BEGIN
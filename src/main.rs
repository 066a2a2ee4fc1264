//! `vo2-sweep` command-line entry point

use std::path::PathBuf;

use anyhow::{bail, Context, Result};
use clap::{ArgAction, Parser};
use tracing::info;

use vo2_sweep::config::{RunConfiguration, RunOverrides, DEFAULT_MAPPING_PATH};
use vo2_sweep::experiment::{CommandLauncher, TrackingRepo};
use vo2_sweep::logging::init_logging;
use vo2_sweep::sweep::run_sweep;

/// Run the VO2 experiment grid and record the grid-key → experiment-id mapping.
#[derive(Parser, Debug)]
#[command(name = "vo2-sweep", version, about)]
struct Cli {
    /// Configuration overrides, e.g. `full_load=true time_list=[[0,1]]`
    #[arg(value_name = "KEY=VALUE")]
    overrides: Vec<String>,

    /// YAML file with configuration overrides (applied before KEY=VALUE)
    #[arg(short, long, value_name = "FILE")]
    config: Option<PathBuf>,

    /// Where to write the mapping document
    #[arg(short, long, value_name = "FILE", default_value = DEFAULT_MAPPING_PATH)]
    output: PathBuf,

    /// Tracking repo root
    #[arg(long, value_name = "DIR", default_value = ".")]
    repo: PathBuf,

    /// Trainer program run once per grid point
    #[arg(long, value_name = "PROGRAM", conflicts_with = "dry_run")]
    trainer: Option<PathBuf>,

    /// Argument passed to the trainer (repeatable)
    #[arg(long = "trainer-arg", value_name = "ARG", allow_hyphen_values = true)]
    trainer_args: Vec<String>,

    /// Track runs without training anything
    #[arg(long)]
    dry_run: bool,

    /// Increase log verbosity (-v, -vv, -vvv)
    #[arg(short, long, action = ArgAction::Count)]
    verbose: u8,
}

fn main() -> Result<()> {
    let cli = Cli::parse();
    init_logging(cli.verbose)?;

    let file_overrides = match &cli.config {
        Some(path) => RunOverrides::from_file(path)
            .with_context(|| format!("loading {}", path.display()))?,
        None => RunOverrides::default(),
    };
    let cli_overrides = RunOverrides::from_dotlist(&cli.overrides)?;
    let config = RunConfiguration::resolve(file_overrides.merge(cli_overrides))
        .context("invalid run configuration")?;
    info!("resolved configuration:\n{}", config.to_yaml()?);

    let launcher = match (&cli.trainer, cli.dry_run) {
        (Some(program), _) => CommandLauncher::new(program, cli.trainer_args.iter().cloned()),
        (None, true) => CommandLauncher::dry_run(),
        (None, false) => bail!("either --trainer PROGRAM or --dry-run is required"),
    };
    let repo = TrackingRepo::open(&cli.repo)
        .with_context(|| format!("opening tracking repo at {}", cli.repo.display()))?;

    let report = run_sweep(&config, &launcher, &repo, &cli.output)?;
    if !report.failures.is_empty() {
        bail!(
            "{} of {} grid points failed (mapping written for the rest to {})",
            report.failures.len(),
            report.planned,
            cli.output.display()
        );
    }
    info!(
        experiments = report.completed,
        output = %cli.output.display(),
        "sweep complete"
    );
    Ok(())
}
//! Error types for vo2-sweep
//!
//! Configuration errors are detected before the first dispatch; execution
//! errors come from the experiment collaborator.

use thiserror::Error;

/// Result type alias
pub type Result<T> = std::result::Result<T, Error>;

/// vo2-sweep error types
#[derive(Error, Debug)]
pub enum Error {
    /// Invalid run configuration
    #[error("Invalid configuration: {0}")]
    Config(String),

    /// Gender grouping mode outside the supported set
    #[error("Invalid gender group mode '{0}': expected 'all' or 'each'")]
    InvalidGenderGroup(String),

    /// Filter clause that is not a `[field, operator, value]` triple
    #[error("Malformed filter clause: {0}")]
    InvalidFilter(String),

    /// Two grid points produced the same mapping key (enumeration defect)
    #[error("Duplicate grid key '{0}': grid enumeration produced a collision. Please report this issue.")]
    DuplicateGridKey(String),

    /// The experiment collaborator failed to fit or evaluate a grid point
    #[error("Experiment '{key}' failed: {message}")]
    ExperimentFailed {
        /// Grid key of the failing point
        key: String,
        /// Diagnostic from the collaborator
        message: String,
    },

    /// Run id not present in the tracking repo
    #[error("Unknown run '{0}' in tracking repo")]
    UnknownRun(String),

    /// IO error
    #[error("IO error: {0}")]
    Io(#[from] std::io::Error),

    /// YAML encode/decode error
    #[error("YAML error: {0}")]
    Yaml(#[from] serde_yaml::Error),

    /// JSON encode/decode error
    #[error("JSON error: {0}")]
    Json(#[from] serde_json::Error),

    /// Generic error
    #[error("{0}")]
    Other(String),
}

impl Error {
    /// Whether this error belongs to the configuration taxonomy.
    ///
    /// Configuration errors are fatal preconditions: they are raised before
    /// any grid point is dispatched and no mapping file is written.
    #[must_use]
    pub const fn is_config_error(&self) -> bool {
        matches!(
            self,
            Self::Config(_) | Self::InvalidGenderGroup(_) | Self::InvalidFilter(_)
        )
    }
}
END
Copy every line of the records above, starting with the first, up to and including the line containing "use vo2_sweep::logging::init_logging;".

# Problem solution
filename src/main.rs
repository 066a2a2ee4fc1264
//! `vo2-sweep` command-line entry point

use std::path::PathBuf;

use anyhow::{bail, Context, Result};
use clap::{ArgAction, Parser};
use tracing::info;

use vo2_sweep::config::{RunConfiguration, RunOverrides, DEFAULT_MAPPING_PATH};
use vo2_sweep::experiment::{CommandLauncher, TrackingRepo};
use vo2_sweep::logging::init_logging;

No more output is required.